No one is UK local, we will all be arriving by plane then train to our coach pickup city on Tuesday (Bath).

I’ve camped before in life, but I’ve never tried to camp without a car.

I’m wondering about the experiences of people who have done this before. How did you do it? What advice would you give? Worthy View? Tipis? The $$$ private glamping stuff? If you Camp inside the festival like we are planning, do you bring a tent? How big? Do you check bags at the airport? One or two? Do you buy anything on site or in town before? Like what do you buy there vs bring? As many details as what works for you that you’d like to share and welcome any and all advice! I've already read all the Glastonbury website stuff as well as glastoearth FAQ and many forum threads. I'm just looking for individual experiences, opinions and tips from those who have done this.

Should note we are all in our 40’s, 5 men one woman (no couples), one of us attended Glastonbury a lot in the 90’s, rest of us this is our first time.

This will likely be our only Glastonbury for all of us.
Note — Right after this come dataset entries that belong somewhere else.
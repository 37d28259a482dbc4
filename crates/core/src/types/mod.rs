//! Core types for Mercato.
//!
//! This module provides type-safe wrappers for common domain concepts.

pub mod cart;
pub mod id;
pub mod money;
pub mod notification;

pub use cart::*;
pub use id::*;
pub use money::{CurrencyCode, Money};
pub use notification::{Notification, Severity};
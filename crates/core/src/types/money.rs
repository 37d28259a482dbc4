//! Type-safe money representation using decimal arithmetic.
//!
//! Cart totals are sums of per-item subtotals and must never be computed in
//! floating point. Amounts travel over the wire as strings to preserve
//! precision (the `serde-with-str` feature of `rust_decimal`).

use rust_decimal::Decimal;
use serde::{Deserialize, Serialize};

/// A monetary amount with currency information.
#[derive(Debug, Clone, Copy, PartialEq, Eq, Serialize, Deserialize)]
pub struct Money {
    /// Amount in the currency's standard unit (e.g., dollars, not cents).
    #[serde(with = "rust_decimal::serde::str")]
    pub amount: Decimal,
    /// ISO 4217 currency code.
    pub currency_code: CurrencyCode,
}

impl Money {
    /// Create a new monetary amount.
    #[must_use]
    pub const fn new(amount: Decimal, currency_code: CurrencyCode) -> Self {
        Self {
            amount,
            currency_code,
        }
    }

    /// A zero amount in the given currency.
    #[must_use]
    pub const fn zero(currency_code: CurrencyCode) -> Self {
        Self {
            amount: Decimal::ZERO,
            currency_code,
        }
    }

    /// Format for display (e.g., `$19.99`).
    #[must_use]
    pub fn display(&self) -> String {
        format!("{}{:.2}", self.currency_code.symbol(), self.amount)
    }
}

/// ISO 4217 currency codes.
#[derive(Debug, Clone, Copy, PartialEq, Eq, Hash, Serialize, Deserialize, Default)]
pub enum CurrencyCode {
    #[default]
    USD,
    EUR,
    GBP,
    CAD,
    AUD,
}

impl CurrencyCode {
    /// Currency symbol for display.
    #[must_use]
    pub const fn symbol(self) -> &'static str {
        match self {
            Self::USD | Self::CAD | Self::AUD => "$",
            Self::EUR => "\u{20ac}",
            Self::GBP => "\u{a3}",
        }
    }

    /// ISO 4217 code.
    #[must_use]
    pub const fn code(self) -> &'static str {
        match self {
            Self::USD => "USD",
            Self::EUR => "EUR",
            Self::GBP => "GBP",
            Self::CAD => "CAD",
            Self::AUD => "AUD",
        }
    }
}

#[cfg(test)]
#[allow(clippy::unwrap_used)]
mod tests {
    use super::*;

    #[test]
    fn test_money_display() {
        let price = Money::new(Decimal::new(1999, 2), CurrencyCode::USD);
        assert_eq!(price.display(), "$19.99");

        let price = Money::new(Decimal::new(5, 0), CurrencyCode::GBP);
        assert_eq!(price.display(), "\u{a3}5.00");
    }

    #[test]
    fn test_money_serde_preserves_precision() {
        let price = Money::new(Decimal::new(1010, 2), CurrencyCode::USD);
        let json = serde_json::to_string(&price).unwrap();
        assert!(json.contains("\"10.10\""));

        let back: Money = serde_json::from_str(&json).unwrap();
        assert_eq!(back, price);
    }

    #[test]
    fn test_zero() {
        let zero = Money::zero(CurrencyCode::EUR);
        assert_eq!(zero.amount, Decimal::ZERO);
        assert_eq!(zero.currency_code.code(), "EUR");
    }
}
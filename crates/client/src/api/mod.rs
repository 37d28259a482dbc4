//! Commerce cart API client.
//!
//! Thin typed wrapper over the marketplace's REST cart endpoints using
//! `reqwest`. Cart state is mutable server-side, so nothing here is cached -
//! every call returns the authoritative post-operation cart, and the manager
//! replaces its whole snapshot from it.
//!
//! # Endpoints
//!
//! - `GET cart`
//! - `POST cart/items`
//! - `PATCH cart/items/{item_id}`
//! - `DELETE cart/items/{item_id}`
//! - `DELETE cart`

pub mod types;

use reqwest::{Method, StatusCode};
use secrecy::{ExposeSecret, SecretString};
use thiserror::Error;
use tracing::instrument;

use mercato_core::{Cart, CartItemId};

use crate::config::ClientConfig;
use types::{AddItemRequest, CartEnvelope, UpdateItemRequest};

/// Errors that can occur when talking to the commerce API.
#[derive(Debug, Error)]
pub enum ApiError {
    /// HTTP request failed (connect, timeout, body read).
    #[error("HTTP error: {0}")]
    Http(#[from] reqwest::Error),

    /// Response body was not a valid envelope.
    #[error("JSON parse error: {0}")]
    Parse(#[from] serde_json::Error),

    /// Envelope-level failure: `success: false` or missing `data`.
    #[error("Request rejected: {0}")]
    Rejected(String),

    /// Non-success HTTP status without a parseable envelope.
    #[error("Unexpected status {0}")]
    Status(StatusCode),

    /// Rate limited by the API.
    #[error("Rate limited, retry after {0} seconds")]
    RateLimited(u64),
}

impl ApiError {
    /// Message suitable for inline error state and error toasts.
    #[must_use]
    pub fn user_message(&self) -> String {
        match self {
            Self::Rejected(message) => message.clone(),
            Self::RateLimited(_) => "Too many requests, please try again shortly".to_string(),
            Self::Http(_) | Self::Parse(_) | Self::Status(_) => {
                "Could not reach the marketplace".to_string()
            }
        }
    }
}

/// Client for the commerce cart API.
///
/// Cheap to clone; the underlying `reqwest::Client` holds the connection pool.
#[derive(Clone)]
pub struct CartApi {
    client: reqwest::Client,
    base_url: String,
}

impl CartApi {
    /// Create a new cart API client from configuration.
    #[must_use]
    pub fn new(config: &ClientConfig) -> Self {
        Self {
            client: reqwest::Client::new(),
            base_url: config.api_url.as_str().trim_end_matches('/').to_string(),
        }
    }

    /// Execute a request and decode the cart envelope.
    ///
    /// The envelope is collapsed into a tagged result here, once; callers get
    /// `Ok(Cart)` or a typed failure and never inspect `success`/`data`.
    async fn execute(
        &self,
        method: Method,
        path: &str,
        token: &SecretString,
        body: Option<serde_json::Value>,
    ) -> Result<Cart, ApiError> {
        let url = format!("{}/{path}", self.base_url);

        let mut request = self
            .client
            .request(method, &url)
            .bearer_auth(token.expose_secret());
        if let Some(body) = body {
            request = request.json(&body);
        }

        let response = request.send().await?;
        let status = response.status();

        // Check for rate limiting
        if status == StatusCode::TOO_MANY_REQUESTS {
            let retry_after = response
                .headers()
                .get("Retry-After")
                .and_then(|v| v.to_str().ok())
                .and_then(|s| s.parse::<u64>().ok())
                .unwrap_or(1);
            return Err(ApiError::RateLimited(retry_after));
        }

        // Read the body as text first for better error diagnostics
        let response_text = response.text().await?;

        let envelope: CartEnvelope = match serde_json::from_str(&response_text) {
            Ok(envelope) => envelope,
            Err(e) if status.is_success() => {
                tracing::error!(
                    error = %e,
                    body = %response_text.chars().take(500).collect::<String>(),
                    "Failed to parse cart API response"
                );
                return Err(ApiError::Parse(e));
            }
            Err(_) => {
                tracing::error!(
                    status = %status,
                    body = %response_text.chars().take(500).collect::<String>(),
                    "Cart API returned non-success status"
                );
                return Err(ApiError::Status(status));
            }
        };

        // Rejections ride the envelope even on non-2xx responses
        envelope.into_result()
    }

    /// Fetch the authoritative cart.
    ///
    /// # Errors
    ///
    /// Returns an error if the request fails or the envelope reports failure.
    #[instrument(skip(self, token))]
    pub async fn get_cart(&self, token: &SecretString) -> Result<Cart, ApiError> {
        self.execute(Method::GET, "cart", token, None).await
    }

    /// Add an item to the cart. The server merges repeated adds of the same
    /// product/attributes pair, so call order matters.
    ///
    /// # Errors
    ///
    /// Returns an error if the request fails or the envelope reports failure.
    #[instrument(skip(self, token), fields(product_id = %request.product_id, quantity = request.quantity))]
    pub async fn add_item(
        &self,
        token: &SecretString,
        request: &AddItemRequest,
    ) -> Result<Cart, ApiError> {
        self.execute(
            Method::POST,
            "cart/items",
            token,
            Some(serde_json::to_value(request)?),
        )
        .await
    }

    /// Update an addressed cart item.
    ///
    /// # Errors
    ///
    /// Returns an error if the request fails or the envelope reports failure.
    #[instrument(skip(self, token), fields(item_id = %item_id))]
    pub async fn update_item(
        &self,
        token: &SecretString,
        item_id: &CartItemId,
        request: &UpdateItemRequest,
    ) -> Result<Cart, ApiError> {
        self.execute(
            Method::PATCH,
            &format!("cart/items/{item_id}"),
            token,
            Some(serde_json::to_value(request)?),
        )
        .await
    }

    /// Remove an addressed cart item.
    ///
    /// # Errors
    ///
    /// Returns an error if the request fails or the envelope reports failure.
    #[instrument(skip(self, token), fields(item_id = %item_id))]
    pub async fn remove_item(
        &self,
        token: &SecretString,
        item_id: &CartItemId,
    ) -> Result<Cart, ApiError> {
        self.execute(
            Method::DELETE,
            &format!("cart/items/{item_id}"),
            token,
            None,
        )
        .await
    }

    /// Clear the whole cart.
    ///
    /// # Errors
    ///
    /// Returns an error if the request fails or the envelope reports failure.
    #[instrument(skip(self, token))]
    pub async fn clear_cart(&self, token: &SecretString) -> Result<Cart, ApiError> {
        self.execute(Method::DELETE, "cart", token, None).await
    }
}

#[cfg(test)]
mod tests {
    use super::*;

    #[test]
    fn test_user_message_passes_rejection_through() {
        let err = ApiError::Rejected("product is out of stock".to_string());
        assert_eq!(err.user_message(), "product is out of stock");
    }

    #[test]
    fn test_user_message_hides_transport_details() {
        let err = ApiError::Status(StatusCode::BAD_GATEWAY);
        assert_eq!(err.user_message(), "Could not reach the marketplace");
    }
}
//! Module interfaces
//!
//! Cyclic modules in `veh_exec` implement [`State`] so that the executable
//! can initialise them from parameter files and step them once per cycle in
//! the same way.

// ---------------------------------------------------------------------------
// IMPORTS
// ---------------------------------------------------------------------------

// Internal imports
use crate::session::Session;

// ---------------------------------------------------------------------------
// MODULE STATE
// ---------------------------------------------------------------------------

/// A cyclic module's internal state.
pub trait State {
    /// Data required during initialisation, usually parameter file names.
    type InitData;
    /// An error which can occur during initialisation.
    type InitError;

    /// Data required for cyclic processing.
    type InputData;
    /// Data produced by cyclic processing.
    type OutputData;
    /// A report on the status of the cyclic processing.
    type StatusReport;
    /// An error which can occur during cyclic processing.
    type ProcError;

    /// Initialise the module.
    ///
    /// Must be called once, before the first call to [`State::proc`].
    fn init(&mut self, init_data: Self::InitData, session: &Session)
        -> Result<(), Self::InitError>;

    /// Main module processing function, called once per cycle.
    ///
    /// # Outputs
    /// - On success a tuple of the output data and status report.
    /// - On error a `ProcError` instance.
    fn proc(&mut self, input_data: &Self::InputData)
        -> Result<(Self::OutputData, Self::StatusReport), Self::ProcError>;

    /// Bring the module to a state in which it commands no motion.
    fn make_safe(&mut self);
}
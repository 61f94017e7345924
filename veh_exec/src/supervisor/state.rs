//! Implementations for the Supervisor state structure

// ---------------------------------------------------------------------------
// IMPORTS
// ---------------------------------------------------------------------------

// External
use log::{info, trace, warn};
use serde::Serialize;
use std::convert::Infallible;

// Internal
use super::{CmdMapper, ModeRejected, SupervisorError, SupervisorParams};
use crate::{
    dock_nav::{DockConfig, DockNav, DockNavParams, DockingPhase},
    drive_client::CommandBounds,
    failsafe::{FailsafeMonitor, FailsafeStatus, LogIndicator, SafetyIndicator},
    loc::{LocMgr, LocParams},
};
use comms_if::{
    eqpt::{
        drive::VelocityCommand,
        loc::{AnchorSet, LocSource, TargetLocation},
    },
    tc::mode::OperatingMode,
};
use util::{
    archive::{ArchiveError, Archived, Archiver},
    module::State,
    params,
    session::Session,
};

// ---------------------------------------------------------------------------
// DATA STRUCTURES
// ---------------------------------------------------------------------------

/// Supervisory controller
pub struct Supervisor {
    params: SupervisorParams,

    state: SupervisorState,

    failsafe: FailsafeMonitor,

    dock_nav: DockNav,

    loc_mgr: LocMgr,

    manual_map: CmdMapper,

    external_map: CmdMapper,

    /// Time of the most recent failsafe evaluation
    last_eval_time_s: f64,

    last_output: VelocityCommand,

    arch_status: Archiver,
}

/// The supervisor's mode and safety state.
#[derive(Debug, Copy, Clone, PartialEq, Serialize)]
pub struct SupervisorState {
    pub current_mode: OperatingMode,

    /// Time the most recent command was processed, `None` before the first.
    pub last_command_time_s: Option<f64>,

    /// Verdict of the most recent failsafe evaluation. False until the first
    /// evaluation.
    pub failsafe_ok: bool,

    /// Why the vehicle is in `Halt`, `None` in any other mode.
    pub halt_cause: Option<HaltCause>,
}

/// Inputs to one cycle of the supervisor.
#[derive(Debug, Default, Copy, Clone, PartialEq)]
pub struct CycleInput {
    /// Requested linear velocity, used in `ManualTeleop` and
    /// `ExternalCommand`.
    ///
    /// Units: meters/second
    pub requested_linear_ms: f64,

    /// Requested angular velocity, positive anticlockwise, used in
    /// `ManualTeleop` and `ExternalCommand`.
    ///
    /// Units: radians/second
    pub requested_angular_rads: f64,

    /// Current reading of the safety interlock.
    pub hardware_switch_engaged: bool,

    /// Time of this cycle.
    ///
    /// Units: seconds
    pub now_s: f64,
}

/// Flat telemetry snapshot of the supervisor.
#[derive(Debug, Copy, Clone, PartialEq, Serialize)]
pub struct SupervisorStatus {
    pub time_s: f64,
    pub mode: OperatingMode,
    pub docking_phase: DockingPhase,
    pub watchdog_ok: bool,
    pub hardware_switch_ok: bool,
    pub failsafe_ok: bool,
    pub halt_cause: Option<HaltCause>,
    pub last_command_time_s: Option<f64>,
    pub cmd_linear_ms: f64,
    pub cmd_angular_rads: f64,
}

/// Data needed to initialise the supervisor, the names of its parameter
/// files.
#[derive(Debug, Copy, Clone)]
pub struct SupervisorInitData {
    pub supervisor_params: &'static str,
    pub dock_nav_params: &'static str,
    pub loc_params: &'static str,
}

// ---------------------------------------------------------------------------
// ENUMERATIONS
// ---------------------------------------------------------------------------

/// The reason the vehicle entered `Halt`.
#[derive(Debug, Copy, Clone, Eq, PartialEq, Serialize)]
pub enum HaltCause {
    Startup,
    Watchdog,
    HardwareSwitch,
    HaltRequest,
    DriveFault,
}

// ---------------------------------------------------------------------------
// IMPLEMENTATIONS
// ---------------------------------------------------------------------------

impl Default for SupervisorState {
    fn default() -> Self {
        Self {
            current_mode: OperatingMode::Halt,
            last_command_time_s: None,
            failsafe_ok: false,
            halt_cause: Some(HaltCause::Startup),
        }
    }
}

impl Supervisor {
    /// Create a new supervisor in `Halt`.
    pub fn new(
        params: SupervisorParams,
        nav_params: DockNavParams,
        loc_mgr: LocMgr,
        indicator: Box<dyn SafetyIndicator>,
    ) -> Self {
        Self {
            params,
            state: SupervisorState::default(),
            failsafe: FailsafeMonitor::new(params.watchdog_timeout_s, indicator),
            dock_nav: DockNav::new(nav_params),
            loc_mgr,
            manual_map: CmdMapper::new(params.manual),
            external_map: CmdMapper::new(params.external),
            last_eval_time_s: f64::NAN,
            last_output: VelocityCommand::zero(),
            arch_status: Archiver::default(),
        }
    }

    /// Request a change of operating mode.
    ///
    /// Requesting the current mode does nothing. Otherwise:
    /// - `Halt` can be entered from any mode.
    /// - `Sleep` can only be entered from `Halt`.
    /// - Driving modes can only be entered from `Halt` while the vehicle is
    ///   safe to drive, and `AutonomousDock` only once a dock is configured.
    pub fn request_mode(&mut self, new_mode: OperatingMode) -> Result<(), ModeRejected> {
        let from = self.state.current_mode;

        if new_mode == from {
            return Ok(());
        }

        let check = match (from, new_mode) {
            (_, OperatingMode::Halt) => Ok(()),
            (OperatingMode::Halt, OperatingMode::Sleep) => Ok(()),
            (OperatingMode::Halt, OperatingMode::AutonomousDock)
                if !self.dock_nav.is_configured() =>
            {
                Err(ModeRejected::NoDockTarget)
            }
            (OperatingMode::Halt, m) if m.is_driving() => match self.state.failsafe_ok {
                true => Ok(()),
                false => Err(ModeRejected::Unsafe(m)),
            },
            _ => Err(ModeRejected::InvalidTransition { from, to: new_mode }),
        };

        if let Err(e) = check {
            warn!("Mode request rejected: {}", e);
            return Err(e);
        }

        self.set_mode(new_mode, HaltCause::HaltRequest);

        Ok(())
    }

    /// Process one cycle with a newly received command.
    ///
    /// The command's arrival is stamped and the failsafes evaluated against
    /// the previous command's arrival, so the watchdog only passes if the
    /// command stream is fresh. If not safe the vehicle is halted (from any
    /// mode) and zero is returned.
    pub fn process_cycle(&mut self, input: &CycleInput) -> VelocityCommand {
        let prev_cmd_time_s = self.state.last_command_time_s.unwrap_or(input.now_s);
        self.state.last_command_time_s = Some(input.now_s);

        let status = self.evaluate_failsafe(
            input.now_s,
            Some(prev_cmd_time_s),
            input.hardware_switch_engaged,
        );

        let cmd = if !status.safe_to_drive() {
            if self.state.current_mode != OperatingMode::Halt {
                self.force_halt(unsafe_cause(&status));
            }
            VelocityCommand::zero()
        } else {
            match self.state.current_mode {
                OperatingMode::Sleep | OperatingMode::Halt => VelocityCommand::zero(),
                OperatingMode::ManualTeleop => self
                    .manual_map
                    .map(input.requested_linear_ms, input.requested_angular_rads),
                OperatingMode::ExternalCommand => self
                    .external_map
                    .map(input.requested_linear_ms, input.requested_angular_rads),
                OperatingMode::AutonomousDock => self.dock_step(),
            }
        };

        trace!("Supervisor {} output: {:?}", self.state.current_mode, cmd);

        self.last_output = cmd;

        cmd
    }

    /// Evaluate the failsafes without a new command, halting the vehicle from
    /// any mode if it is no longer safe.
    pub fn monitor(&mut self, now_s: f64, hardware_switch_engaged: bool) -> FailsafeStatus {
        let status = self.evaluate_failsafe(
            now_s,
            self.state.last_command_time_s,
            hardware_switch_engaged,
        );

        if !status.safe_to_drive() && self.state.current_mode != OperatingMode::Halt {
            self.force_halt(unsafe_cause(&status));
        }

        if !self.state.current_mode.is_driving() {
            self.last_output = VelocityCommand::zero();
        }

        status
    }

    /// Halt the vehicle for the given reason. Does nothing if already halted.
    pub fn force_halt(&mut self, cause: HaltCause) {
        if self.state.current_mode != OperatingMode::Halt {
            warn!(
                "Forcing HALT from {} ({:?})",
                self.state.current_mode, cause
            );
            self.set_mode(OperatingMode::Halt, cause);
        }
        self.last_output = VelocityCommand::zero();
    }

    /// Set the dock which `AutonomousDock` homes on to.
    pub fn configure_dock_target(&mut self, target: TargetLocation, anchors: AnchorSet) {
        self.loc_mgr.configure(&target, &anchors);
        self.dock_nav.configure(target, anchors);
    }

    /// The configured dock, if any.
    pub fn dock(&self) -> Option<&DockConfig> {
        self.dock_nav.dock()
    }

    pub fn current_mode(&self) -> OperatingMode {
        self.state.current_mode
    }

    pub fn current_docking_phase(&self) -> DockingPhase {
        self.dock_nav.phase()
    }

    pub fn state(&self) -> &SupervisorState {
        &self.state
    }

    /// The command produced by the most recent cycle.
    pub fn last_output(&self) -> VelocityCommand {
        self.last_output
    }

    /// Access the localisation manager, used to pass in new measurements.
    pub fn loc_mgr_mut(&mut self) -> &mut LocMgr {
        &mut self.loc_mgr
    }

    /// The largest command each source of commands can produce: the two
    /// command maps and every docking phase.
    pub fn command_bounds(&self) -> Vec<CommandBounds> {
        let mut bounds = vec![
            CommandBounds {
                name: "manual",
                max_linear_ms: self.params.manual.max_linear_ms,
                max_angular_rads: self.params.manual.max_angular_rads,
            },
            CommandBounds {
                name: "external",
                max_linear_ms: self.params.external.max_linear_ms,
                max_angular_rads: self.params.external.max_angular_rads,
            },
        ];

        let phases = [
            ("coarse docking", DockingPhase::CoarseSatellite),
            ("medium docking", DockingPhase::MediumRanging),
            ("fine docking", DockingPhase::FineBeacon),
        ];
        for (name, phase) in phases.iter() {
            if let Some(p) = self.dock_nav.phase_params(*phase) {
                bounds.push(CommandBounds {
                    name: *name,
                    max_linear_ms: p.max_linear_ms,
                    max_angular_rads: p.max_angular_rads,
                });
            }
        }

        bounds
    }

    pub fn status(&self) -> SupervisorStatus {
        let fs = self.failsafe.last_status().unwrap_or_default();

        SupervisorStatus {
            time_s: self.last_eval_time_s,
            mode: self.state.current_mode,
            docking_phase: self.dock_nav.phase(),
            watchdog_ok: fs.watchdog_ok,
            hardware_switch_ok: fs.hardware_switch_ok,
            failsafe_ok: self.state.failsafe_ok,
            halt_cause: self.state.halt_cause,
            last_command_time_s: self.state.last_command_time_s,
            cmd_linear_ms: self.last_output.linear_ms,
            cmd_angular_rads: self.last_output.angular_rads,
        }
    }

    fn evaluate_failsafe(
        &mut self,
        now_s: f64,
        last_command_time_s: Option<f64>,
        hardware_switch_engaged: bool,
    ) -> FailsafeStatus {
        let status = self
            .failsafe
            .evaluate(now_s, last_command_time_s, hardware_switch_engaged);

        self.state.failsafe_ok = status.safe_to_drive();
        self.last_eval_time_s = now_s;

        status
    }

    fn dock_step(&mut self) -> VelocityCommand {
        let finer_source_ok = self.loc_mgr.is_available(LocSource::Ranging);
        let fix = self.loc_mgr.poll(self.dock_nav.phase().loc_source());

        self.dock_nav.advance(&fix, finer_source_ok)
    }

    fn set_mode(&mut self, new_mode: OperatingMode, halt_cause: HaltCause) {
        let from = self.state.current_mode;

        if from == OperatingMode::AutonomousDock {
            self.dock_nav.stop();
        }
        if new_mode == OperatingMode::AutonomousDock {
            self.dock_nav.start();
        }

        self.state.halt_cause = match new_mode {
            OperatingMode::Halt => Some(halt_cause),
            _ => None,
        };
        self.state.current_mode = new_mode;

        info!("Mode change: {} -> {}", from, new_mode);
    }
}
We’re all leaning against Worthy View for different reasons. For me it’s because the tent is not the heaviest or bulkiest part of my camping setup at all - it’s my sleeping bag and air bed, and those aren’t things worthy view provides, correct? So not sure why I’m paying like $500 to replace my $100 tent and i still have to worry about sleeping bag, pillow, air bed, etc...

Also since for most of us this is our only Glastonbury i think maybe we should do it inside the fence even if we are a little less comfortable.

Tipis are a consideration as it’s inside the fence but not sure we all want to sleep together like that. And we’d still have to figure out what to sleep on.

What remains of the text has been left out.